Several limitations must be considered. First, our final sample size did not reach the number of participants expected in our sample size calculations, and there was insufficient power to detect differences in mortality. Second, we observed differences in patient characteristics between centres over the study period, as would be expected in a stepped wedge-group randomised trial. However, we accounted for this in our analysis by adjusting for centre, time and baseline characteristics, although unmeasured confounders may still be present. Thirdly, due to the implementation of both interventions, we were unable to distinguish between the effects of conventional and implementation of comprehensive oral care on oral health scores.
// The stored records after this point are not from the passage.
//! Hash-chained ledger receipts.

use crate::{JobId, ReceiptId, ToolCallId};
use chrono::{DateTime, Utc};
use serde::{Deserialize, Serialize};
use serde_json::{json, Value};
use warden_evidence::{canonicalize, sha256_hex};

/// What a receipt records.
#[derive(Clone, Debug, PartialEq, Eq, Serialize, Deserialize)]
#[serde(rename_all = "snake_case")]
pub enum ReceiptAction {
    PolicyEvaluated,
    StepCompleted,
    StepFailed,
    JobSubmitted,
    JobCompleted,
    JobFailed,
}

/// One immutable, hash-linked ledger entry recording an authorized
/// action and its outcome.
///
/// `hash = sha256(canonical(id, actor, action, timestamp, result) ∥ prev_hash)`,
/// so recomputing from the first entry must reproduce every stored hash.
#[derive(Clone, Debug, Serialize, Deserialize)]
pub struct Receipt {
    pub id: ReceiptId,
    #[serde(default, skip_serializing_if = "Option::is_none")]
    pub tool_call_id: Option<ToolCallId>,
    #[serde(default, skip_serializing_if = "Option::is_none")]
    pub job_id: Option<JobId>,
    pub actor: String,
    pub action: ReceiptAction,
    pub timestamp: DateTime<Utc>,
    pub result: Value,
    #[serde(default, skip_serializing_if = "Option::is_none")]
    pub prev_hash: Option<String>,
    pub hash: String,
}

impl Receipt {
    /// Recompute this receipt's hash from its stored fields.
    pub fn compute_hash(&self) -> String {
        hash_fields(
            &self.id,
            &self.actor,
            &self.action,
            self.timestamp,
            &self.result,
            self.prev_hash.as_deref(),
        )
    }
}

/// A receipt before it has been linked into a chain. The ledger assigns
/// `prev_hash` and computes `hash` at append time.
#[derive(Clone, Debug, Serialize, Deserialize)]
pub struct ReceiptDraft {
    pub tool_call_id: Option<ToolCallId>,
    pub job_id: Option<JobId>,
    pub actor: String,
    pub action: ReceiptAction,
    pub result: Value,
}

impl ReceiptDraft {
    pub fn new(actor: impl Into<String>, action: ReceiptAction, result: Value) -> Self {
        Self {
            tool_call_id: None,
            job_id: None,
            actor: actor.into(),
            action,
            result,
        }
    }

    pub fn for_tool_call(mut self, tool_call_id: ToolCallId) -> Self {
        self.tool_call_id = Some(tool_call_id);
        self
    }

    pub fn for_job(mut self, job_id: JobId) -> Self {
        self.job_id = Some(job_id);
        self
    }

    /// Link this draft behind `prev_hash`, producing a sealed receipt.
    pub fn finalize(self, prev_hash: Option<String>) -> Receipt {
        let id = ReceiptId::generate();
        let timestamp = Utc::now();
        let hash = hash_fields(
            &id,
            &self.actor,
            &self.action,
            timestamp,
            &self.result,
            prev_hash.as_deref(),
        );

        Receipt {
            id,
            tool_call_id: self.tool_call_id,
            job_id: self.job_id,
            actor: self.actor,
            action: self.action,
            timestamp,
            result: self.result,
            prev_hash,
            hash,
        }
    }
}

fn hash_fields(
    id: &ReceiptId,
    actor: &str,
    action: &ReceiptAction,
    timestamp: DateTime<Utc>,
    result: &Value,
    prev_hash: Option<&str>,
) -> String {
    let body = json!({
        "id": id,
        "actor": actor,
        "action": action,
        "timestamp": timestamp.to_rfc3339(),
        "result": result,
    });

    let mut bytes = canonicalize(&body);
    bytes.extend_from_slice(prev_hash.unwrap_or("").as_bytes());
    sha256_hex(&bytes)
}

#[cfg(test)]
mod tests {
    use super::*;
    use serde_json::json;

    fn draft() -> ReceiptDraft {
        ReceiptDraft::new(
            "executor",
            ReceiptAction::StepCompleted,
            json!({"node_id": "n1", "attempts": 1}),
        )
        .for_job(JobId::new("job-1"))
    }

    #[test]
    fn test_finalize_produces_verifiable_hash() {
        let receipt = draft().finalize(None);
        assert_eq!(receipt.compute_hash(), receipt.hash);
        assert!(receipt.prev_hash.is_none());
    }

    #[test]
    fn test_chaining_changes_hash() {
        let first = draft().finalize(None);
        let linked = draft().finalize(Some(first.hash.clone()));
        let unlinked = draft().finalize(None);

        assert_eq!(linked.prev_hash.as_deref(), Some(first.hash.as_str()));
        // Same body, different link point, different digest.
        assert_ne!(linked.hash, unlinked.hash);
    }

    #[test]
    fn test_mutating_result_invalidates_hash() {
        let mut receipt = draft().finalize(None);
        receipt.result = json!({"node_id": "n1", "attempts": 2});
        assert_ne!(receipt.compute_hash(), receipt.hash);
    }

    #[test]
    fn test_receipt_round_trips_through_json() {
        let receipt = draft()
            .for_tool_call(ToolCallId::new("tc-1"))
            .finalize(Some("abc".into()));
        let line = serde_json::to_string(&receipt).unwrap();
        let back: Receipt = serde_json::from_str(&line).unwrap();
        assert_eq!(back.hash, receipt.hash);
        assert_eq!(back.compute_hash(), receipt.hash);
    }
}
Finally, due to the nature of the interventions, we were unable to blind clinical staff to the study assignment [24,25,26].

To sum up, the effect of oral comprehensive nursing intervention on patients with ICU mechanical ventilation is significant. The application of nursing intervention can effectively promote the recovery of patients, improve the hygiene problems of patients’ oropharynx, and adjust the levels of pH and blood gas-related indicators in patients. Reduce the risk of VAP occurrence and death in patients.